- **Collected data**:

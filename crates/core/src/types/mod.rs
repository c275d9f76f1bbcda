//! Core value types for FarmaUP.
//!
//! Each type normalizes on parse, so holding one means the value already
//! satisfies its storage rules.

pub mod email;
pub mod id;
pub mod phone;

pub use email::{Email, EmailError};
pub use id::*;
pub use phone::{Phone, PhoneError};
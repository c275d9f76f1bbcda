//! Service information endpoint.

use axum::{Json, extract::State};
use serde::Serialize;

use crate::state::AppState;

/// One entry of the endpoint listing.
#[derive(Debug, Serialize)]
pub struct EndpointInfo {
    pub method: &'static str,
    pub path: &'static str,
    pub description: &'static str,
}

/// Response body for `GET /`.
#[derive(Debug, Serialize)]
pub struct ServiceInfo {
    pub name: &'static str,
    pub version: &'static str,
    pub storage: &'static str,
    pub endpoints: &'static [EndpointInfo],
}

const ENDPOINTS: &[EndpointInfo] = &[
    EndpointInfo {
        method: "GET",
        path: "/customers",
        description: "List customers, filter with ?name= and ?city=",
    },
    EndpointInfo {
        method: "GET",
        path: "/customers/{id}",
        description: "Fetch a customer by id",
    },
    EndpointInfo {
        method: "POST",
        path: "/customers",
        description: "Create a customer",
    },
    EndpointInfo {
        method: "PUT",
        path: "/customers/{id}",
        description: "Replace a customer",
    },
    EndpointInfo {
        method: "DELETE",
        path: "/customers/{id}",
        description: "Delete a customer",
    },
];

/// `GET /` - name, version and endpoint listing. Not token-gated.
pub async fn index(State(state): State<AppState>) -> Json<ServiceInfo> {
    Json(ServiceInfo {
        name: "FarmaUP Customers API",
        version: env!("CARGO_PKG_VERSION"),
        storage: state.customers().store().backend(),
        endpoints: ENDPOINTS,
    })
}
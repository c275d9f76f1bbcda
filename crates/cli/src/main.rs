//! FarmaUP CLI - Database migrations and management tools.
//!
//! # Usage
//!
//! ```bash
//! # Create or upgrade the customers table
//! farmaup migrate
//!
//! # Insert the demo customers (wipe the table first with --reset)
//! farmaup seed --reset
//!
//! # List customers, optionally filtered
//! farmaup customers list --city fortaleza
//! ```
//!
//! # Environment Variables
//!
//! - `FARMAUP_DATABASE_URL` (or `DATABASE_URL`) - `PostgreSQL` connection string

#![cfg_attr(not(test), forbid(unsafe_code))]

use clap::{Parser, Subcommand};

mod commands;

#[derive(Parser)]
#[command(name = "farmaup")]
#[command(author, version, about = "FarmaUP customer records CLI")]
struct Cli {
    #[command(subcommand)]
    command: Commands,
}

#[derive(Subcommand)]
enum Commands {
    /// Run database migrations
    Migrate,
    /// Insert demo customers
    Seed {
        /// Delete every customer before seeding
        #[arg(long)]
        reset: bool,
    },
    /// Inspect customer records
    Customers {
        #[command(subcommand)]
        action: CustomersAction,
    },
}

#[derive(Subcommand)]
enum CustomersAction {
    /// List customers in id order
    List {
        /// Case-insensitive substring of the name
        #[arg(short, long)]
        name: Option<String>,

        /// Case-insensitive substring of the city
        #[arg(short, long)]
        city: Option<String>,
    },
}

#[tokio::main]
async fn main() {
    tracing_subscriber::fmt::init();

    let cli = Cli::parse();

    if let Err(e) = run(cli).await {
        tracing::error!("Command failed: {e}");
        std::process::exit(1);
    }
}

async fn run(cli: Cli) -> Result<(), commands::CommandError> {
    match cli.command {
        Commands::Migrate => commands::migrate::run().await?,
        Commands::Seed { reset } => commands::seed::demo_customers(reset).await?,
        Commands::Customers { action } => match action {
            CustomersAction::List { name, city } => commands::customers::list(name, city).await?,
        },
    }
    Ok(())
}
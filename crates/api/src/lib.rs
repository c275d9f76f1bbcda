//! FarmaUP customer records API library.
//!
//! The HTTP service is exposed as a library so the CLI and the integration
//! tests can build the same router, service and stores as the binary.
//!
//! - [`services::CustomerService`] holds all validation and uniqueness rules
//! - [`db::CustomerStore`] is the persistence seam, with `PostgreSQL` and
//!   in-memory implementations
//! - [`routes::router`] wires the service to axum with the middleware stack

#![cfg_attr(not(test), forbid(unsafe_code))]

pub mod config;
pub mod db;
pub mod error;
pub mod middleware;
pub mod routes;
pub mod services;
pub mod state;
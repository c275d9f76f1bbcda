//! Health check endpoints.

use axum::{extract::State, http::StatusCode};

use crate::state::AppState;

/// Liveness health check endpoint.
///
/// Returns "ok" if the server is running. Does not check dependencies.
pub async fn live() -> &'static str {
    "ok"
}

/// Readiness health check endpoint.
///
/// Returns 503 Service Unavailable if the store is not reachable.
pub async fn ready(State(state): State<AppState>) -> StatusCode {
    match state.customers().store().ping().await {
        Ok(()) => StatusCode::OK,
        Err(e) => {
            tracing::warn!(error = %e, "Readiness check failed");
            StatusCode::SERVICE_UNAVAILABLE
        }
    }
}
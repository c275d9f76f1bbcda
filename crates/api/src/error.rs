//! Unified error handling with Sentry integration.
//!
//! Every failure leaves the API as a JSON body of the form
//! `{"error": <reason>, "message": <text>}`, plus `fields` for missing
//! fields and `existing_customer_id` for duplicate emails. Server errors are
//! captured to Sentry before responding.
//!
//! In development the router adds [`expose_error_detail`], which appends the
//! full error chain as `detail`.

use axum::{
    Json,
    extract::Request,
    http::StatusCode,
    middleware::Next,
    response::{IntoResponse, Response},
};
use serde::Serialize;
use thiserror::Error;

use farmaup_core::{CustomerId, Field};

use crate::services::CustomerError;

/// Application-level error type for the API.
#[derive(Debug, Error)]
pub enum AppError {
    /// Customer operation failed.
    #[error(transparent)]
    Customer(#[from] CustomerError),

    /// Request body is not valid JSON for the endpoint.
    #[error("Invalid request body: {0}")]
    InvalidBody(String),

    /// No route matches the request.
    #[error("Route not found: {0}")]
    RouteNotFound(String),
}

/// JSON error body.
#[derive(Debug, Clone, Serialize)]
pub struct ErrorBody {
    pub error: &'static str,
    pub message: String,
    #[serde(skip_serializing_if = "Option::is_none")]
    pub fields: Option<Vec<Field>>,
    #[serde(skip_serializing_if = "Option::is_none")]
    pub existing_customer_id: Option<CustomerId>,
    #[serde(skip_serializing_if = "Option::is_none")]
    pub detail: Option<String>,
}

impl ErrorBody {
    /// Body with only a reason and message.
    #[must_use]
    pub fn new(error: &'static str, message: impl Into<String>) -> Self {
        Self {
            error,
            message: message.into(),
            fields: None,
            existing_customer_id: None,
            detail: None,
        }
    }
}

/// Full error text stashed on the response for [`expose_error_detail`].
#[derive(Debug, Clone)]
struct ErrorReport {
    body: ErrorBody,
    detail: String,
}

/// Build a JSON error response that development mode can enrich.
pub(crate) fn error_response(status: StatusCode, body: ErrorBody, detail: String) -> Response {
    let report = ErrorReport {
        body: body.clone(),
        detail,
    };
    let mut response = (status, Json(body)).into_response();
    response.extensions_mut().insert(report);
    response
}

impl AppError {
    /// Machine-stable reason code.
    #[must_use]
    pub const fn reason(&self) -> &'static str {
        match self {
            Self::Customer(err) => err.reason(),
            Self::InvalidBody(_) => "invalid_body",
            Self::RouteNotFound(_) => "route_not_found",
        }
    }

    /// HTTP status for this error.
    #[must_use]
    pub const fn status(&self) -> StatusCode {
        match self {
            Self::Customer(err) => match err {
                CustomerError::MissingFields(_)
                | CustomerError::InvalidEmail(_)
                | CustomerError::InvalidPhone(_)
                | CustomerError::InvalidId(_) => StatusCode::BAD_REQUEST,
                CustomerError::NotFound(_) => StatusCode::NOT_FOUND,
                CustomerError::DuplicateEmail { .. } => StatusCode::CONFLICT,
                CustomerError::Storage(_) => StatusCode::INTERNAL_SERVER_ERROR,
            },
            Self::InvalidBody(_) => StatusCode::BAD_REQUEST,
            Self::RouteNotFound(_) => StatusCode::NOT_FOUND,
        }
    }

    fn body(&self) -> ErrorBody {
        match self {
            Self::Customer(err) => {
                let mut body = ErrorBody::new(err.reason(), customer_message(err));
                match err {
                    CustomerError::MissingFields(fields) => body.fields = Some(fields.clone()),
                    CustomerError::DuplicateEmail { existing_id } => {
                        body.existing_customer_id = Some(*existing_id);
                    }
                    _ => {}
                }
                body
            }
            Self::InvalidBody(_) => {
                ErrorBody::new(self.reason(), "Request body must be a JSON object")
            }
            Self::RouteNotFound(path) => {
                ErrorBody::new(self.reason(), format!("No route for {path}"))
            }
        }
    }
}

fn customer_message(err: &CustomerError) -> String {
    match err {
        CustomerError::MissingFields(_) => err.to_string(),
        CustomerError::InvalidEmail(_) => "Invalid email".to_string(),
        CustomerError::InvalidPhone(_) => "Invalid phone, expected 10 or 11 digits".to_string(),
        CustomerError::InvalidId(_) => "Invalid id".to_string(),
        CustomerError::NotFound(_) => "Customer not found".to_string(),
        CustomerError::DuplicateEmail { .. } => "Email already registered".to_string(),
        CustomerError::Storage(_) => "Internal server error".to_string(),
    }
}

impl IntoResponse for AppError {
    fn into_response(self) -> Response {
        let status = self.status();

        if status.is_server_error() {
            let event_id = sentry::capture_error(&self);
            tracing::error!(
                error = %self,
                sentry_event_id = %event_id,
                "Request error"
            );
        }

        let detail = error_chain(&self);
        error_response(status, self.body(), detail)
    }
}

/// Display of an error followed by each of its sources.
fn error_chain(err: &dyn std::error::Error) -> String {
    let mut text = err.to_string();
    let mut source = err.source();
    while let Some(cause) = source {
        text.push_str(": ");
        text.push_str(&cause.to_string());
        source = cause.source();
    }
    text
}

/// Middleware that adds `detail` to JSON error bodies.
///
/// Only layered onto the router in development mode.
pub async fn expose_error_detail(request: Request, next: Next) -> Response {
    let mut response = next.run(request).await;

    let Some(report) = response.extensions_mut().remove::<ErrorReport>() else {
        return response;
    };

    let mut body = report.body;
    body.detail = Some(report.detail);

    let (mut parts, _) = response.into_parts();
    parts.headers.remove(axum::http::header::CONTENT_LENGTH);
    let rebuilt = Json(body).into_response();
    let (rebuilt_parts, rebuilt_body) = rebuilt.into_parts();
    parts.headers.extend(rebuilt_parts.headers);
    Response::from_parts(parts, rebuilt_body)
}

/// Result type alias for `AppError`.
pub type Result<T> = std::result::Result<T, AppError>;

#[cfg(test)]
#[allow(clippy::unwrap_used)]
mod tests {
    use farmaup_core::{EmailError, IdError};

    use super::*;
    use crate::db::RepositoryError;

    fn get_status(err: AppError) -> StatusCode {
        err.into_response().status()
    }

    #[test]
    fn test_app_error_status_codes() {
        assert_eq!(
            get_status(CustomerError::MissingFields(vec![Field::City]).into()),
            StatusCode::BAD_REQUEST
        );
        assert_eq!(
            get_status(CustomerError::InvalidEmail(EmailError::InvalidShape).into()),
            StatusCode::BAD_REQUEST
        );
        assert_eq!(
            get_status(CustomerError::InvalidId(IdError::NotPositive).into()),
            StatusCode::BAD_REQUEST
        );
        assert_eq!(
            get_status(CustomerError::NotFound(CustomerId::new(3)).into()),
            StatusCode::NOT_FOUND
        );
        assert_eq!(
            get_status(
                CustomerError::DuplicateEmail {
                    existing_id: CustomerId::new(1)
                }
                .into()
            ),
            StatusCode::CONFLICT
        );
        assert_eq!(
            get_status(
                CustomerError::Storage(RepositoryError::DataCorruption("bad".into())).into()
            ),
            StatusCode::INTERNAL_SERVER_ERROR
        );
        assert_eq!(
            get_status(AppError::InvalidBody("eof".into())),
            StatusCode::BAD_REQUEST
        );
        assert_eq!(
            get_status(AppError::RouteNotFound("/nope".into())),
            StatusCode::NOT_FOUND
        );
    }

    #[test]
    fn test_body_carries_fields_and_existing_id() {
        let body = AppError::from(CustomerError::MissingFields(vec![Field::Name, Field::Phone]))
            .body();
        let json = serde_json::to_value(&body).unwrap();
        assert_eq!(json["error"], "missing_fields");
        assert_eq!(json["fields"], serde_json::json!(["name", "phone"]));
        assert!(json.get("detail").is_none());

        let body = AppError::from(CustomerError::DuplicateEmail {
            existing_id: CustomerId::new(7),
        })
        .body();
        let json = serde_json::to_value(&body).unwrap();
        assert_eq!(json["existing_customer_id"], 7);
        assert!(json.get("fields").is_none());
    }

    #[test]
    fn test_storage_message_is_generic() {
        let err = AppError::from(CustomerError::Storage(RepositoryError::DataCorruption(
            "row 3 has a broken email".into(),
        )));
        let body = err.body();
        assert_eq!(body.message, "Internal server error");
        assert!(error_chain(&err).contains("row 3 has a broken email"));
    }
}
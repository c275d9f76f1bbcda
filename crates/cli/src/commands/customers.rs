//! Customer inspection commands.

use std::sync::Arc;

use farmaup_api::db::PgCustomerStore;
use farmaup_api::services::CustomerService;
use farmaup_core::{Customer, CustomerFilter};

use super::{CommandError, connect};

/// Print customers matching the filter, one per line.
pub async fn list(name: Option<String>, city: Option<String>) -> Result<(), CommandError> {
    let pool = connect().await?;
    let service = CustomerService::new(Arc::new(PgCustomerStore::new(pool.clone())));

    let list = service.list(CustomerFilter::new(name, city)).await?;

    #[allow(clippy::print_stdout)]
    {
        for customer in &list.customers {
            println!("{}", format_row(customer));
        }
        println!("{} customer(s)", list.total);
    }

    pool.close().await;
    Ok(())
}

fn format_row(customer: &Customer) -> String {
    format!(
        "{:>5}  {:<24}  {:<32}  {:<11}  {}",
        customer.id.as_i32(),
        customer.name,
        customer.email.as_str(),
        customer.phone.as_str(),
        customer.city
    )
}
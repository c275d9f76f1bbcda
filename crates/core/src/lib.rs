//! FarmaUP Core - customer types and validation rules.
//!
//! This crate provides the pieces shared by every FarmaUP component:
//! - `api` - HTTP service for customer records
//! - `cli` - Command-line tools for migrations and seeding
//!
//! # Architecture
//!
//! The core crate contains only types and pure functions - no I/O, no database
//! access, no HTTP. Store implementations live in `farmaup-api`.
//!
//! # Modules
//!
//! - [`types`] - Newtype wrappers for IDs, emails and phone numbers
//! - [`customer`] - Customer record, raw input and list filter
//! - [`validation`] - Presence and shape checks with normalization

#![cfg_attr(not(test), forbid(unsafe_code))]

pub mod customer;
pub mod types;
pub mod validation;

pub use customer::{Customer, CustomerFilter, CustomerInput, Field, NewCustomer};
pub use types::*;
pub use validation::ValidationError;
//! Customer record, its raw input shape, and list filters.

use core::fmt;

use serde::{Deserialize, Serialize};

use crate::types::{CustomerId, Email, Phone};

/// A field of the customer input, used to report which ones are missing.
#[derive(Debug, Clone, Copy, PartialEq, Eq, Hash, Serialize, Deserialize)]
#[serde(rename_all = "lowercase")]
pub enum Field {
    Name,
    Email,
    Phone,
    City,
}

impl Field {
    /// Every field, in the order they are reported.
    pub const ALL: [Self; 4] = [Self::Name, Self::Email, Self::Phone, Self::City];

    /// Wire name of the field.
    #[must_use]
    pub const fn as_str(&self) -> &'static str {
        match self {
            Self::Name => "name",
            Self::Email => "email",
            Self::Phone => "phone",
            Self::City => "city",
        }
    }
}

impl fmt::Display for Field {
    fn fmt(&self, f: &mut fmt::Formatter<'_>) -> fmt::Result {
        f.write_str(self.as_str())
    }
}

/// Customer data as submitted by a client, before any validation.
///
/// Every field is optional so that absence can be reported precisely
/// instead of failing deserialization.
#[derive(Debug, Clone, Default, PartialEq, Eq, Serialize, Deserialize)]
pub struct CustomerInput {
    #[serde(default)]
    pub name: Option<String>,
    #[serde(default)]
    pub email: Option<String>,
    #[serde(default)]
    pub phone: Option<String>,
    #[serde(default)]
    pub city: Option<String>,
}

impl CustomerInput {
    /// Build an input with all four fields set.
    #[must_use]
    pub fn new(
        name: impl Into<String>,
        email: impl Into<String>,
        phone: impl Into<String>,
        city: impl Into<String>,
    ) -> Self {
        Self {
            name: Some(name.into()),
            email: Some(email.into()),
            phone: Some(phone.into()),
            city: Some(city.into()),
        }
    }

    /// Returns the raw value of a field.
    #[must_use]
    pub fn get(&self, field: Field) -> Option<&str> {
        match field {
            Field::Name => self.name.as_deref(),
            Field::Email => self.email.as_deref(),
            Field::Phone => self.phone.as_deref(),
            Field::City => self.city.as_deref(),
        }
    }
}

/// Validated, normalized customer data ready to be written.
///
/// Only [`crate::validation::validate`] produces one from client input.
#[derive(Debug, Clone, PartialEq, Eq)]
pub struct NewCustomer {
    pub name: String,
    pub email: Email,
    pub phone: Phone,
    pub city: String,
}

impl NewCustomer {
    /// Attach a store-assigned id.
    #[must_use]
    pub fn with_id(self, id: CustomerId) -> Customer {
        Customer {
            id,
            name: self.name,
            email: self.email,
            phone: self.phone,
            city: self.city,
        }
    }
}

/// A stored customer.
#[derive(Debug, Clone, PartialEq, Eq, Serialize, Deserialize)]
pub struct Customer {
    pub id: CustomerId,
    pub name: String,
    pub email: Email,
    pub phone: Phone,
    pub city: String,
}

/// Optional list filters; each is a case-insensitive substring match.
#[derive(Debug, Clone, Default, PartialEq, Eq, Serialize, Deserialize)]
pub struct CustomerFilter {
    #[serde(default)]
    pub name: Option<String>,
    #[serde(default)]
    pub city: Option<String>,
}

impl CustomerFilter {
    /// Build a filter, discarding empty terms.
    #[must_use]
    pub fn new(name: Option<String>, city: Option<String>) -> Self {
        Self {
            name: name.filter(|s| !s.is_empty()),
            city: city.filter(|s| !s.is_empty()),
        }
    }

    /// Returns the same filter with empty terms discarded.
    #[must_use]
    pub fn normalized(self) -> Self {
        Self::new(self.name, self.city)
    }

    /// Returns `true` if the customer satisfies every set term.
    #[must_use]
    pub fn matches(&self, customer: &Customer) -> bool {
        contains_ignore_case(&customer.name, self.name.as_deref())
            && contains_ignore_case(&customer.city, self.city.as_deref())
    }
}

fn contains_ignore_case(haystack: &str, needle: Option<&str>) -> bool {
    needle.is_none_or(|needle| haystack.to_lowercase().contains(&needle.to_lowercase()))
}
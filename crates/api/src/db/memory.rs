//! In-memory customer store.
//!
//! Used by tests and for running the API without a database. Uniqueness is
//! checked and the write applied under a single write lock, which gives the
//! same guarantee as the unique index in `PostgreSQL`.

use std::collections::BTreeMap;

use async_trait::async_trait;
use tokio::sync::RwLock;

use farmaup_core::{Customer, CustomerFilter, CustomerId, Email, NewCustomer};

use super::{CustomerStore, RepositoryError};

#[derive(Debug)]
struct Inner {
    next_id: i32,
    customers: BTreeMap<CustomerId, Customer>,
}

impl Inner {
    fn email_holder(&self, email: &Email, exclude: Option<CustomerId>) -> Option<&Customer> {
        self.customers
            .values()
            .find(|c| &c.email == email && Some(c.id) != exclude)
    }
}

/// Customer store kept in process memory.
#[derive(Debug)]
pub struct MemoryCustomerStore {
    inner: RwLock<Inner>,
}

impl Default for MemoryCustomerStore {
    fn default() -> Self {
        Self::new()
    }
}

impl MemoryCustomerStore {
    /// Create an empty store. Ids start at 1.
    #[must_use]
    pub fn new() -> Self {
        Self {
            inner: RwLock::new(Inner {
                next_id: 1,
                customers: BTreeMap::new(),
            }),
        }
    }
}

#[async_trait]
impl CustomerStore for MemoryCustomerStore {
    async fn find_many(&self, filter: &CustomerFilter) -> Result<Vec<Customer>, RepositoryError> {
        let inner = self.inner.read().await;
        // BTreeMap iterates in ascending id order
        Ok(inner
            .customers
            .values()
            .filter(|c| filter.matches(c))
            .cloned()
            .collect())
    }

    async fn find_by_id(&self, id: CustomerId) -> Result<Option<Customer>, RepositoryError> {
        Ok(self.inner.read().await.customers.get(&id).cloned())
    }

    async fn find_by_email(
        &self,
        email: &Email,
        exclude: Option<CustomerId>,
    ) -> Result<Option<Customer>, RepositoryError> {
        Ok(self.inner.read().await.email_holder(email, exclude).cloned())
    }

    async fn insert(&self, customer: &NewCustomer) -> Result<Customer, RepositoryError> {
        let mut inner = self.inner.write().await;
        if inner.email_holder(&customer.email, None).is_some() {
            return Err(RepositoryError::Conflict("email already exists".to_owned()));
        }

        let id = CustomerId::new(inner.next_id);
        inner.next_id += 1;
        let stored = customer.clone().with_id(id);
        inner.customers.insert(id, stored.clone());
        Ok(stored)
    }

    async fn replace(
        &self,
        id: CustomerId,
        customer: &NewCustomer,
    ) -> Result<Option<Customer>, RepositoryError> {
        let mut inner = self.inner.write().await;
        if !inner.customers.contains_key(&id) {
            return Ok(None);
        }
        if inner.email_holder(&customer.email, Some(id)).is_some() {
            return Err(RepositoryError::Conflict("email already exists".to_owned()));
        }

        let stored = customer.clone().with_id(id);
        inner.customers.insert(id, stored.clone());
        Ok(Some(stored))
    }

    async fn remove(&self, id: CustomerId) -> Result<Option<Customer>, RepositoryError> {
        Ok(self.inner.write().await.customers.remove(&id))
    }

    async fn ping(&self) -> Result<(), RepositoryError> {
        Ok(())
    }

    fn backend(&self) -> &'static str {
        "memory"
    }
}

- **ASSIGNMENT**: From the records above, print only the lines between the one holding "let detail = error_chain(&self);" and the one holding "let mut text = err.to_string();", inclusive, exactly as they stand.

- **TASK RESULT**:
        let detail = error_chain(&self);
        error_response(status, self.body(), detail)
    }
}

/// Display of an error followed by each of its sources.
fn error_chain(err: &dyn std::error::Error) -> String {
    let mut text = err.to_string();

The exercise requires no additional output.